3. А обстоятельства самого похода: бури, отсутствие воды, глубокие реки, горы, на которых даже птицы не гнездятся, дикие обычаи, непостоянство правителей и их многочисленные предательства! Когда этот поход начинался, Эллада еще трепетала от войн Филиппа, но Фивы уже стряхивали с оружия херонейскую пыль[543]
, а Афины, поднимаясь из развалин, простирали к ним руки. Македония, не совсем еще исцелившаяся от ран, обращала взоры на Аминту и сыновей Аеропа[544], иллирийцы были готовы к войне, а скифы наблюдали за замыслами своих соседей. Персидское золото, разлившееся благодаря демагогам повсюду, волновало Пелопоннес, а сокровищницы Филиппа были опустошены, но этого мало: как повествует Онесикрит[545], у царя был долг в двести талантов. И вот посреди такой бедности юноша, недавно вышедший из возраста отрока, несмотря на свое шаткое положение, отваживается думать о Вавилоне и Сузах и, более того, имеет намерение распространить свою власть над всеми людьми, и это, вы только подумайте[546], с тридцатью тысячами пеших воинов и с тремя тысячами всадников, как сообщает Аристобул[547]. Царь Птолемей говорит о тридцати тысячах пехоты и о пяти тысячах всадников[548], а Анаксимен[549] – о сорока трех тысячах пехоты и о пяти тысячах пятистах всадниках. Богатства же Александра, прославленные и старательно припасенные Удачей, составляли, как говорит Аристобул, семьдесят талантов[550], а согласно Дуриду[551], их хватило на съестные припасы всего лишь на тридцать дней.4. Но был ли Александр безрассуден и опрометчив, раз он решился с незначительными силами устремиться на столь большое войско? Конечно, нет! Ибо кто другой опирался на более значительные и прекрасные средства: на великодушие, здравый смысл, умеренность и мужество[552]

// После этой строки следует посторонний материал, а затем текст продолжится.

//! Error type and the JSON error body

use super::codes::ErrorCode;
use http::StatusCode;
use serde::{Deserialize, Serialize};
use serde_json::Value;
use std::collections::HashMap;
use thiserror::Error;

/// Application error with structured error code and details
///
/// This is the error type that crosses the HTTP boundary:
/// - Standardized error codes via [`ErrorCode`]
/// - Human-readable messages
/// - Optional structured details for debugging
#[derive(Debug, Clone, Error)]
#[error("{message}")]
pub struct AppError {
    /// The error code identifying the type of error
    pub code: ErrorCode,
    /// Human-readable error message
    pub message: String,
    /// Optional additional details (field-level errors, context, etc.)
    pub details: Option<HashMap<String, Value>>,
}

impl AppError {
    /// Create a new error with the default message for the error code
    pub fn new(code: ErrorCode) -> Self {
        Self {
            message: code.message().to_string(),
            code,
            details: None,
        }
    }

    /// Create a new error with a custom message
    pub fn with_message(code: ErrorCode, message: impl Into<String>) -> Self {
        Self {
            code,
            message: message.into(),
            details: None,
        }
    }

    /// Add a detail entry to this error
    pub fn with_detail(mut self, key: impl Into<String>, value: impl Into<Value>) -> Self {
        self.details
            .get_or_insert_with(HashMap::new)
            .insert(key.into(), value.into());
        self
    }

    /// Get the HTTP status code for this error
    pub fn http_status(&self) -> StatusCode {
        self.code.http_status()
    }

    // ==================== Convenience constructors ====================

    pub fn validation(msg: impl Into<String>) -> Self {
        Self::with_message(ErrorCode::ValidationFailed, msg)
    }

    pub fn not_authenticated() -> Self {
        Self::new(ErrorCode::NotAuthenticated)
    }

    pub fn upgrade_required() -> Self {
        Self::new(ErrorCode::UpgradeRequired)
    }
}

/// JSON body of every error response
///
/// `code` is the numeric [`ErrorCode`]; `details` carries structured context
/// such as the offending device or job id.
#[derive(Debug, Clone, Serialize, Deserialize)]
pub struct ErrorResponse {
    pub code: u16,
    pub message: String,
    #[serde(skip_serializing_if = "Option::is_none")]
    pub details: Option<HashMap<String, Value>>,
}

impl From<&AppError> for ErrorResponse {
    fn from(err: &AppError) -> Self {
        Self {
            code: err.code.code(),
            message: err.message.clone(),
            details: err.details.clone(),
        }
    }
}

/// Type alias for Result with AppError
pub type AppResult<T> = Result<T, AppError>;

// ===== Axum Integration =====

impl axum::response::IntoResponse for AppError {
    fn into_response(self) -> axum::response::Response {
        use axum::Json;

        let status = self.http_status();
        let body = ErrorResponse::from(&self);

        if matches!(self.code.category(), super::category::ErrorCategory::System) {
            tracing::error!(
                code = %self.code,
                message = %self.message,
                "System error occurred"
            );
        }

        (status, Json(body)).into_response()
    }
}

#[cfg(test)]
mod tests {
    use super::*;

    #[test]
    fn test_app_error_new() {
        let err = AppError::new(ErrorCode::DeviceOffline);
        assert_eq!(err.code, ErrorCode::DeviceOffline);
        assert_eq!(err.message, "Device is offline");
        assert!(err.details.is_none());
    }

    #[test]
    fn test_app_error_with_detail() {
        let err = AppError::validation("name is required")
            .with_detail("field", "name")
            .with_detail("reason", "required");

        assert_eq!(err.code, ErrorCode::ValidationFailed);
        let details = err.details.unwrap();
        assert_eq!(details.get("field").unwrap(), "name");
        assert_eq!(details.get("reason").unwrap(), "required");
    }

    #[test]
    fn test_app_error_http_status() {
        assert_eq!(
            AppError::new(ErrorCode::InvalidApiKey).http_status(),
            StatusCode::UNAUTHORIZED
        );
        assert_eq!(
            AppError::upgrade_required().http_status(),
            StatusCode::UPGRADE_REQUIRED
        );
    }

    #[test]
    fn test_error_response_body() {
        let err = AppError::new(ErrorCode::JobNotFound).with_detail("job_id", "abc");
        let body = ErrorResponse::from(&err);

        assert_eq!(body.code, 4001);
        assert_eq!(body.message, "Print job not found");
        assert_eq!(body.details.as_ref().unwrap()["job_id"], "abc");
    }

    #[test]
    fn test_error_response_serde() {
        let body = ErrorResponse::from(&AppError::new(ErrorCode::DeviceOffline));
        let json = serde_json::to_string(&body).unwrap();
        assert_eq!(json, r#"{"code":3005,"message":"Device is offline"}"#);

        let parsed: ErrorResponse =
            serde_json::from_str(r#"{"code":3004,"message":"x","details":{"device_id":"d1"}}"#)
                .unwrap();
        assert_eq!(parsed.code, 3004);
        assert_eq!(parsed.details.unwrap()["device_id"], "d1");
    }

    #[test]
    fn test_into_response_status() {
        use axum::response::IntoResponse;

        let response = AppError::new(ErrorCode::DeviceMismatch).into_response();
        assert_eq!(response.status(), StatusCode::FORBIDDEN);
    }
}
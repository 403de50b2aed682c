//! AgentWorker: keeps the bridge channel open and prints what arrives
//!
//! 1. Connect to the bridge with the device API key
//! 2. Wait for the welcome frame
//! 3. Heartbeat while forwarding each job to the printer and answering ack/nack
//! 4. Reconnect with exponential backoff; stop for good on a rejected key

use std::sync::Arc;
use std::time::Duration;

use futures::stream::SplitStream;
use futures::{SinkExt, StreamExt};
use shared::channel::{API_KEY_HEADER, DeviceFrame, ServerFrame};
use shared::models::Payload;
use tokio::net::TcpStream;
use tokio_tungstenite::tungstenite::client::IntoClientRequest;
use tokio_tungstenite::tungstenite::http::{HeaderValue, StatusCode};
use tokio_tungstenite::tungstenite::{self, Message};
use tokio_tungstenite::{MaybeTlsStream, WebSocketStream};
use tokio_util::sync::CancellationToken;

use crate::config::AgentConfig;
use crate::error::{AgentError, AgentResult};
use crate::printer::Printer;

type WsStream = WebSocketStream<MaybeTlsStream<TcpStream>>;

const INITIAL_RECONNECT_DELAY: Duration = Duration::from_secs(1);
const WELCOME_TIMEOUT: Duration = Duration::from_secs(10);

pub struct AgentWorker {
    config: AgentConfig,
    printer: Arc<dyn Printer>,
    shutdown: CancellationToken,
}

impl AgentWorker {
    pub fn new(config: AgentConfig, printer: Arc<dyn Printer>, shutdown: CancellationToken) -> Self {
        Self {
            config,
            printer,
            shutdown,
        }
    }

    /// Run until shutdown, or until the bridge rejects the API key
    pub async fn run(self) -> AgentResult<()> {
        tracing::info!(bridge = %self.config.bridge_url, "AgentWorker started");
        let mut reconnect_delay = INITIAL_RECONNECT_DELAY;

        loop {
            if self.shutdown.is_cancelled() {
                break;
            }

            match self.connect().await {
                Ok(ws) => {
                    reconnect_delay = INITIAL_RECONNECT_DELAY;
                    match self.run_session(ws).await {
                        Ok(()) => tracing::info!("Bridge session ended"),
                        Err(e) => tracing::warn!("Bridge session failed: {e}"),
                    }
                }
                Err(AgentError::Unauthorized) => {
                    tracing::error!("Bridge rejected the API key, giving up");
                    return Err(AgentError::Unauthorized);
                }
                Err(e) => {
                    tracing::warn!(
                        delay_secs = reconnect_delay.as_secs(),
                        "Bridge connection failed: {e}"
                    );
                }
            }

            tokio::select! {
                _ = self.shutdown.cancelled() => break,
                _ = tokio::time::sleep(reconnect_delay) => {},
            }
            reconnect_delay = (reconnect_delay * 2).min(self.config.max_reconnect_delay());
        }

        tracing::info!("AgentWorker stopped");
        Ok(())
    }

    async fn connect(&self) -> AgentResult<WsStream> {
        let mut request = self.config.channel_url().into_client_request()?;
        let key = HeaderValue::from_str(&self.config.api_key)
            .map_err(|_| AgentError::Config("PRINTER_API_KEY is not a valid header value".into()))?;
        request.headers_mut().insert(API_KEY_HEADER, key);

        match tokio_tungstenite::connect_async(request).await {
            Ok((ws, _)) => Ok(ws),
            Err(tungstenite::Error::Http(resp)) if resp.status() == StatusCode::UNAUTHORIZED => {
                Err(AgentError::Unauthorized)
            }
            Err(e) => Err(e.into()),
        }
    }

    async fn run_session(&self, ws: WsStream) -> AgentResult<()> {
        let (mut ws_sink, mut ws_stream) = ws.split();

        let server_heartbeat_secs =
            tokio::time::timeout(WELCOME_TIMEOUT, wait_for_welcome(&mut ws_stream))
                .await
                .map_err(|_| AgentError::Protocol("no welcome from bridge".into()))??;

        let mut heartbeat = tokio::time::interval(self.heartbeat_period(server_heartbeat_secs));
        heartbeat.set_missed_tick_behavior(tokio::time::MissedTickBehavior::Delay);

        loop {
            tokio::select! {
                _ = self.shutdown.cancelled() => {
                    let _ = ws_sink.close().await;
                    return Ok(());
                }

                // First tick fires immediately
                _ = heartbeat.tick() => {
                    send_frame(&mut ws_sink, &DeviceFrame::Heartbeat).await?;
                }

                msg = ws_stream.next() => match msg {
                    Some(Ok(Message::Text(text))) => {
                        match serde_json::from_str::<ServerFrame>(text.as_str()) {
                            Ok(ServerFrame::Job { job_id, payload }) => {
                                let reply = self.print_job(&job_id, &payload).await;
                                send_frame(&mut ws_sink, &reply).await?;
                            }
                            Ok(ServerFrame::Welcome { .. }) => {
                                tracing::debug!("Duplicate welcome ignored");
                            }
                            Err(e) => tracing::warn!("Malformed frame from bridge: {e}"),
                        }
                    }
                    Some(Ok(Message::Ping(data))) => {
                        let _ = ws_sink.send(Message::Pong(data)).await;
                    }
                    Some(Ok(Message::Close(_))) | None => return Ok(()),
                    Some(Ok(_)) => {}
                    Some(Err(e)) => return Err(e.into()),
                }
            }
        }
    }

    /// Heartbeat often enough to stay inside the bridge's silence window
    fn heartbeat_period(&self, server_interval_secs: u64) -> Duration {
        let server_bound = Duration::from_secs(server_interval_secs) / 2;
        self.config
            .heartbeat_interval()
            .min(server_bound)
            .max(Duration::from_millis(500))
    }

    async fn print_job(&self, job_id: &str, payload: &Payload) -> DeviceFrame {
        match tokio::time::timeout(self.config.print_timeout(), self.printer.print(payload.as_bytes()))
            .await
        {
            Ok(Ok(())) => {
                tracing::info!(job_id = %job_id, bytes = payload.len(), "Job printed");
                DeviceFrame::ack(job_id)
            }
            Ok(Err(e)) => {
                tracing::warn!(job_id = %job_id, error = %e, "Print failed");
                DeviceFrame::nack(job_id, e.to_string())
            }
            Err(_) => {
                tracing::warn!(job_id = %job_id, "Print timed out");
                DeviceFrame::nack(job_id, "printer timeout")
            }
        }
    }
}

async fn wait_for_welcome(stream: &mut SplitStream<WsStream>) -> AgentResult<u64> {
    while let Some(msg) = stream.next().await {
        let Message::Text(text) = msg? else {
            continue;
        };
        return match serde_json::from_str::<ServerFrame>(text.as_str()) {
            Ok(ServerFrame::Welcome {
                device_id,
                heartbeat_interval_secs,
                config,
            }) => {
                tracing::info!(
                    device_id = %device_id,
                    paper_width = ?config.as_ref().map(|c| c.paper_width),
                    "Connected to bridge"
                );
                Ok(heartbeat_interval_secs)
            }
            Ok(other) => Err(AgentError::Protocol(format!(
                "expected welcome, got {other:?}"
            ))),
            Err(e) => Err(AgentError::Protocol(e.to_string())),
        };
    }
    Err(AgentError::Protocol("channel closed before welcome".into()))
}

async fn send_frame<S>(sink: &mut S, frame: &DeviceFrame) -> AgentResult<()>
where
    S: futures::Sink<Message, Error = tungstenite::Error> + Unpin,
{
    let json = serde_json::to_string(frame).map_err(|e| AgentError::Protocol(e.to_string()))?;
    sink.send(Message::Text(json.into())).await?;
    Ok(())
}
//! Print job model and its state machine

use serde::{Deserialize, Serialize};
use std::fmt;

/// Print job lifecycle state
///
/// ```text
/// queued ──> sent ──> acknowledged
///   │          └────> failed
///   ├──────────────> failed   (device offline, never sent)
///   └──────────────> expired  (cancelled or device disabled)
/// ```
#[derive(Debug, Clone, Copy, PartialEq, Eq, Hash, Serialize, Deserialize)]
#[serde(rename_all = "snake_case")]
pub enum JobState {
    Queued,
    Sent,
    Acknowledged,
    Failed,
    Expired,
}

impl JobState {
    pub fn is_terminal(&self) -> bool {
        matches!(self, Self::Acknowledged | Self::Failed | Self::Expired)
    }

    /// Whether `self -> next` is a legal forward transition
    pub fn can_transition_to(&self, next: JobState) -> bool {
        matches!(
            (self, next),
            (Self::Queued, Self::Sent)
                | (Self::Queued, Self::Failed)
                | (Self::Queued, Self::Expired)
                | (Self::Sent, Self::Acknowledged)
                | (Self::Sent, Self::Failed)
        )
    }

    pub fn as_str(&self) -> &'static str {
        match self {
            Self::Queued => "queued",
            Self::Sent => "sent",
            Self::Acknowledged => "acknowledged",
            Self::Failed => "failed",
            Self::Expired => "expired",
        }
    }
}

impl fmt::Display for JobState {
    fn fmt(&self, f: &mut fmt::Formatter<'_>) -> fmt::Result {
        f.write_str(self.as_str())
    }
}

/// Why a job ended in `failed` or `expired`
#[derive(Debug, Clone, Copy, PartialEq, Eq, Hash, Serialize, Deserialize)]
#[serde(rename_all = "snake_case")]
pub enum FailureReason {
    DeviceOffline,
    AckTimeout,
    SendFailure,
    DeviceDisabled,
    Cancelled,
}

impl fmt::Display for FailureReason {
    fn fmt(&self, f: &mut fmt::Formatter<'_>) -> fmt::Result {
        let s = match self {
            Self::DeviceOffline => "device_offline",
            Self::AckTimeout => "ack_timeout",
            Self::SendFailure => "send_failure",
            Self::DeviceDisabled => "device_disabled",
            Self::Cancelled => "cancelled",
        };
        f.write_str(s)
    }
}

/// Opaque receipt bytes, carried as standard base64 in JSON
#[derive(Debug, Clone, PartialEq, Eq, Default)]
pub struct Payload(pub Vec<u8>);

impl Payload {
    pub fn len(&self) -> usize {
        self.0.len()
    }

    pub fn is_empty(&self) -> bool {
        self.0.is_empty()
    }

    pub fn as_bytes(&self) -> &[u8] {
        &self.0
    }

    pub fn to_base64(&self) -> String {
        use base64::{Engine as _, engine::general_purpose::STANDARD};
        STANDARD.encode(&self.0)
    }

    pub fn from_base64(s: &str) -> Result<Self, base64::DecodeError> {
        use base64::{Engine as _, engine::general_purpose::STANDARD};
        STANDARD.decode(s).map(Self)
    }
}

impl From<Vec<u8>> for Payload {
    fn from(bytes: Vec<u8>) -> Self {
        Self(bytes)
    }
}

impl From<&str> for Payload {
    fn from(text: &str) -> Self {
        Self(text.as_bytes().to_vec())
    }
}

impl Serialize for Payload {
    fn serialize<S: serde::Serializer>(&self, serializer: S) -> Result<S::Ok, S::Error> {
        serializer.serialize_str(&self.to_base64())
    }
}

impl<'de> Deserialize<'de> for Payload {
    fn deserialize<D: serde::Deserializer<'de>>(deserializer: D) -> Result<Self, D::Error> {
        let s = String::deserialize(deserializer)?;
        Self::from_base64(&s).map_err(serde::de::Error::custom)
    }
}

/// In-flight print job
///
/// Jobs live in the dispatch router's memory only; their outcome is kept as
/// a [`PrintLog`](super::PrintLog).
#[derive(Debug, Clone, PartialEq, Eq, Serialize, Deserialize)]
pub struct PrintJob {
    pub id: String,
    pub restaurant_id: String,
    pub device_id: String,
    pub payload: Payload,
    pub state: JobState,
    pub submitted_at: i64,
    pub sent_at: Option<i64>,
    pub finished_at: Option<i64>,
    pub failure: Option<FailureReason>,
    pub detail: Option<String>,
}

impl PrintJob {
    pub fn new(
        id: impl Into<String>,
        restaurant_id: impl Into<String>,
        device_id: impl Into<String>,
        payload: Payload,
        submitted_at: i64,
    ) -> Self {
        Self {
            id: id.into(),
            restaurant_id: restaurant_id.into(),
            device_id: device_id.into(),
            payload,
            state: JobState::Queued,
            submitted_at,
            sent_at: None,
            finished_at: None,
            failure: None,
            detail: None,
        }
    }
}

/// Job view returned by the status API (payload omitted)
#[derive(Debug, Clone, PartialEq, Eq, Serialize, Deserialize)]
pub struct JobStatus {
    pub id: String,
    pub restaurant_id: String,
    pub device_id: String,
    pub state: JobState,
    pub payload_len: usize,
    pub submitted_at: i64,
    pub sent_at: Option<i64>,
    pub finished_at: Option<i64>,
    pub failure: Option<FailureReason>,
    pub detail: Option<String>,
}

impl From<&PrintJob> for JobStatus {
    fn from(job: &PrintJob) -> Self {
        Self {
            id: job.id.clone(),
            restaurant_id: job.restaurant_id.clone(),
            device_id: job.device_id.clone(),
            state: job.state,
            payload_len: job.payload.len(),
            submitted_at: job.submitted_at,
            sent_at: job.sent_at,
            finished_at: job.finished_at,
            failure: job.failure,
            detail: job.detail.clone(),
        }
    }
}

/// Submit print job payload
#[derive(Debug, Clone, Serialize, Deserialize)]
pub struct PrintJobCreate {
    pub restaurant_id: String,
    pub device_id: String,
    pub payload: Payload,
}
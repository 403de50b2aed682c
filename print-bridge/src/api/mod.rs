//! HTTP API
//!
//! - [`health`] - liveness probe (public)
//! - [`printer_channel`] - device channel and status (device API key)
//! - [`devices`] - device registry admin
//! - [`printer_configs`] - per-restaurant printer configuration
//! - [`print_jobs`] - job submission, status and cancel
//! - [`print_logs`] - print log queries

pub mod devices;
pub mod health;
pub mod print_jobs;
pub mod print_logs;
pub mod printer_channel;
pub mod printer_configs;

use axum::{Router, middleware};
use http::{HeaderName, HeaderValue};
use tower_http::cors::CorsLayer;
use tower_http::request_id::{
    MakeRequestId, PropagateRequestIdLayer, RequestId, SetRequestIdLayer,
};
use tower_http::trace::TraceLayer;
use uuid::Uuid;

use crate::auth::admin_auth_middleware;
use crate::core::BridgeState;

const REQUEST_ID_HEADER: &str = "x-request-id";

#[derive(Clone)]
struct XRequestId;

impl MakeRequestId for XRequestId {
    fn make_request_id<B>(&mut self, _request: &http::Request<B>) -> Option<RequestId> {
        HeaderValue::from_str(&Uuid::new_v4().to_string())
            .ok()
            .map(RequestId::new)
    }
}

/// Admin routes, all behind the admin token
fn admin_router(state: &BridgeState) -> Router<BridgeState> {
    Router::new()
        .merge(devices::router())
        .merge(printer_configs::router())
        .merge(print_jobs::router())
        .merge(print_logs::router())
        .layer(middleware::from_fn_with_state(
            state.clone(),
            admin_auth_middleware,
        ))
}

/// Build the complete application with middleware and state
pub fn build_router(state: BridgeState) -> Router {
    Router::new()
        .merge(health::router())
        .merge(printer_channel::router())
        .merge(admin_router(&state))
        .layer(CorsLayer::permissive())
        .layer(TraceLayer::new_for_http())
        .layer(PropagateRequestIdLayer::new(HeaderName::from_static(
            REQUEST_ID_HEADER,
        )))
        .layer(SetRequestIdLayer::new(
            HeaderName::from_static(REQUEST_ID_HEADER),
            XRequestId,
        ))
        .with_state(state)
}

, которыми его снарядила Философия? Ведь он отправился в поход против персов, получив от своего учителя Аристотеля больше, чем от своего отца Филиппа. Поэтому мы, почитая Гомера, охотно верим тем писателям[553], которые сообщают, что Александр однажды назвал «Илиаду» и «Одиссею» снаряжением, которое следует за ним во всех походах. Но если кто-либо скажет, что «Илиада» и «Одиссея» служили ему только тем, что отвлекали от напряжения и были приятным развлечением в свободное время, тогда как в действительности он опирался на сочинения по философии и рассуждения о неустрашимости и мужестве, а также на заметки об умеренности и великодушии, мы с презрением отвергаем это мнение, поскольку он, как известно, ничего не писал ни о силлогизмах, ни об аксиомах, не гулял по дорожкам Ликея и не рассуждал о философских вопросах в Академии. А тем, кто полагает, что философия заключается в словах, а не в делах, мы напомним, что ни Пифагор ничего не написал, ни Сократ, ни Аркесилай[554], ни Карнеад[555], а ведь, будучи из философов крупнейшими, они к тому же не были заняты столь великими войнами, не покоряли заморских царей, не основывали греческих городов в землях диких народов и не обходили землю для установления законов и мира среди необразованных и незнакомых с законами племен. Они имели свободное время, но труд писать оставляли софистам[556]. Но откуда же мы узнали, что они были философами? – Из того, что они говорили, из того, как они жили, из того, чему они учили. А из всего этого Александр, если рассмотреть то, что он говорил, что он делал и чему учил, тоже будет признан философом.